Also mir ist mal nen Nachtelf untergekommen, der nannte sich "NationalELF" ^^
Fand ich schon irgendwie witzig


----------



## Klobbireturns (9. März 2011)

mh ich find meinen neuen main recht lustig  eigentlich is mir beim Transfer zur Horde nich ganz bewusst gewesen das man den Namen falsch verstehn kann^^
erst als ich mit nem Reallife kumpel in nem Raid war und der Leader mich ansprach hab ich gemerkt das ich etwas genauer überlegen hätte sollen^^

mein schurke heist Kazed, wenn man s laut ausspricht kanns zu verwechslungen führen ...^^

und meine lustigste begegnung hatte ich irgendwann mit dem Paladin Darmsause ,selten so über nen namen gelacht *g*


----------



## Gazeran (9. März 2011)

Klobbireturns schrieb:


> mh ich find meinen neuen main recht lustig  eigentlich is mir beim Transfer zur Horde nich ganz bewusst gewesen das man den Namen falsch verstehn kann^^
> erst als ich mit nem Reallife kumpel in nem Raid war und der Leader mich ansprach hab ich gemerkt das ich etwas genauer überlegen hätte sollen^^
> 
> mein schurke heist Kazed, wenn man s laut ausspricht kanns zu verwechslungen führen ...^^
> ...


Öhm ja gehts nur mir so oder versteht nochjemand hier einfach nur Bahnhof?
Ausser Darmsause, den find ich auch witzig


----------



## Throgan (9. März 2011)

Gazeran schrieb:


> Öhm ja gehts nur mir so oder versteht nochjemand hier einfach nur Bahnhof?

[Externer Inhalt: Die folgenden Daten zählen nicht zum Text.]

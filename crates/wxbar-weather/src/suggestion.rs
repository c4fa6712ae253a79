//! Turns a cached weather entry into the payload the address bar renders.

use serde::Serialize;

use crate::types::{CachedWeatherEntry, TemperatureUnit, UnitSystem, WeatherCondition};

pub const DEFAULT_PROVIDER_NAME: &str = "AccuWeather";
pub const DEFAULT_ICON_BASE_URL: &str = "icons";

/// Row the weather result is placed at in the results list.
pub const SUGGESTED_INDEX: usize = 1;

/// Daily forecast entries shown under the current conditions.
const MAX_DAYS: usize = 5;

/// One day of the forecast strip.
#[derive(Debug, Clone, PartialEq, Serialize)]
pub struct DailySuggestion {
    pub day_of_week: String,
    pub icon_url: String,
    pub conditions: String,
    pub high: i64,
    pub low: i64,
}

impl DailySuggestion {
    pub fn label(&self) -> String {
        format!("{}° / {}°", self.high, self.low)
    }
}

/// Weather result row.
#[derive(Debug, Clone, PartialEq, Serialize)]
pub struct Suggestion {
    pub title: String,
    pub url: String,
    pub provider_name: String,
    pub location_name: String,
    /// Observation time in the location's own offset, e.g. "Monday 2:28 PM"
    pub forecast_time: String,
    pub conditions: String,
    pub icon_url: String,
    pub temperature: i64,
    pub units: String,
    pub daily: Vec<DailySuggestion>,
    pub suggested_index: usize,
}

impl Suggestion {
    pub fn temperature_label(&self) -> String {
        format!("{}{}", self.temperature, self.units)
    }
}

#[derive(Debug, Clone)]
pub struct SuggestionBuilder {
    icon_base_url: String,
    temperature_unit: TemperatureUnit,
    provider_name: String,
}

impl Default for SuggestionBuilder {
    fn default() -> Self {
        Self::new(DEFAULT_ICON_BASE_URL, TemperatureUnit::Auto)
    }
}

impl SuggestionBuilder {
    pub fn new(icon_base_url: &str, temperature_unit: TemperatureUnit) -> Self {
        Self {
            icon_base_url: icon_base_url.trim_end_matches('/').to_string(),
            temperature_unit,
            provider_name: DEFAULT_PROVIDER_NAME.to_string(),
        }
    }

    pub fn with_provider_name(mut self, name: &str) -> Self {
        self.provider_name = name.to_string();
        self
    }

    pub fn build(&self, entry: &CachedWeatherEntry) -> Suggestion {
        let units = self.temperature_unit.resolve(&entry.location);
        let reading = entry.weather.reading(units);
        let condition = entry.weather.condition();
        let location_name = entry.location.display_name();

        let conditions = if entry.weather.text.is_empty() {
            condition.description().to_string()
        } else {
            entry.weather.text.clone()
        };

        Suggestion {
            title: format!("Weather in {}", location_name),
            url: entry.weather.link.clone(),
            provider_name: format!("Data Provided by {}", self.provider_name),
            location_name,
            forecast_time: entry
                .location
                .local_time(entry.weather.observed_at)
                .format("%A %-I:%M %p")
                .to_string(),
            conditions,
            icon_url: self.icon_url(condition),
            temperature: reading.value.round() as i64,
            units: unit_label(&reading.unit, units),
            daily: self.daily(entry, units),
            suggested_index: SUGGESTED_INDEX,
        }
    }

    fn daily(&self, entry: &CachedWeatherEntry, units: UnitSystem) -> Vec<DailySuggestion> {
        let Some(forecast) = &entry.forecast else {
            return Vec::new();
        };

        forecast
            .days
            .iter()
            .take(MAX_DAYS)
            .map(|day| {
                let condition = WeatherCondition::from_icon_code(day.icon);
                DailySuggestion {
                    day_of_week: entry.location.local_time(day.date).format("%a").to_string(),
                    icon_url: self.icon_url(condition),
                    conditions: if day.phrase.is_empty() {
                        condition.description().to_string()
                    } else {
                        day.phrase.clone()
                    },
                    high: convert(day.high, forecast.units, units).round() as i64,
                    low: convert(day.low, forecast.units, units).round() as i64,
                }
            })
            .collect()
    }

    fn icon_url(&self, condition: WeatherCondition) -> String {
        format!("{}/{}", self.icon_base_url, condition.icon_asset())
    }
}

fn unit_label(provider_unit: &str, units: UnitSystem) -> String {
    let letter = match provider_unit.trim() {
        "" if units.is_metric() => "C",
        "" => "F",
        unit => unit,
    };
    format!("°{}", letter)
}

fn convert(value: f64, from: UnitSystem, to: UnitSystem) -> f64 {
    match (from, to) {
        (UnitSystem::Metric, UnitSystem::Imperial) => value * 9.0 / 5.0 + 32.0,
        (UnitSystem::Imperial, UnitSystem::Metric) => (value - 32.0) * 5.0 / 9.0,
        _ => value,
    }
}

Nunja, sprich doch mal laut seinen Namen aus KAZED.....klingt dann wie n ...nunja...ich sag das hier nicht....ist auf jedenfall mal garnicht lustig!


----------



## Moi dix Mois (9. März 2011)

Gazeran schrieb:


> Öhm ja gehts nur mir so oder versteht nochjemand hier einfach nur Bahnhof?
> Ausser Darmsause, den find ich auch witzig



Kazed. ausgesprochen und anders betont Ka-Zed. kurz KZ


----------



## Ulthras (9. März 2011)

Kochbuch.. vor 6 Jahren der erste, den ich sah, sein Name wird mir immer in Erinnerung bleiben..
Und dann ein Kollege von mir.. er hat nen Char, wenn der geganked wurde, hieß es, er holt seinen großen Bruder, das war dann tatsächlich sein großer Bruder, der auch in WoW "Großerbruder" hieß.. war ein Full-Epic-Tauren-Krieger zu BC-Zeiten


----------



## Mingxie (9. März 2011)

Gazeran schrieb:


> Öhm ja gehts nur mir so oder versteht nochjemand hier einfach nur Bahnhof?
> Ausser Darmsause, den find ich auch witzig



Ka-Zed = KZ = Konzentrationslager >.>


----------



## Gazeran (9. März 2011)

Ah danke... Hab einfach aufm schlauch gestanden -.-


----------



## Elchensen (9. März 2011)

Also auf meinem Realm gibts nen Tauren, der heißt "Hüftspeck"... :-D


----------



## Sabito (9. März 2011)

Mein main lief eineZeit lang mit dem Namen Schurkenmast durch die Gegend und der Hunter von meinem Bro hieß Schatenjäger (ja mit nur einem t) zum Glück hatte Blizz dagegen was gemacht.^^

Edit: Hätten den Hunter von meinen Bro Schadenjäger nennen sollen


----------



## Holzbruch (9. März 2011)

Loladin

Fistulol

Legolas (ein hunter, welch zufall)

Ichsehdich

Sprudel

Stückmilch

Nacktelf/e

Blutzwölf/e

Holytoast (Priest)

Demonictoast (WL)

Canikill (can i kill)

Worgerine (Anspielung Wolverine(im englischen) und im deutschen Margarine)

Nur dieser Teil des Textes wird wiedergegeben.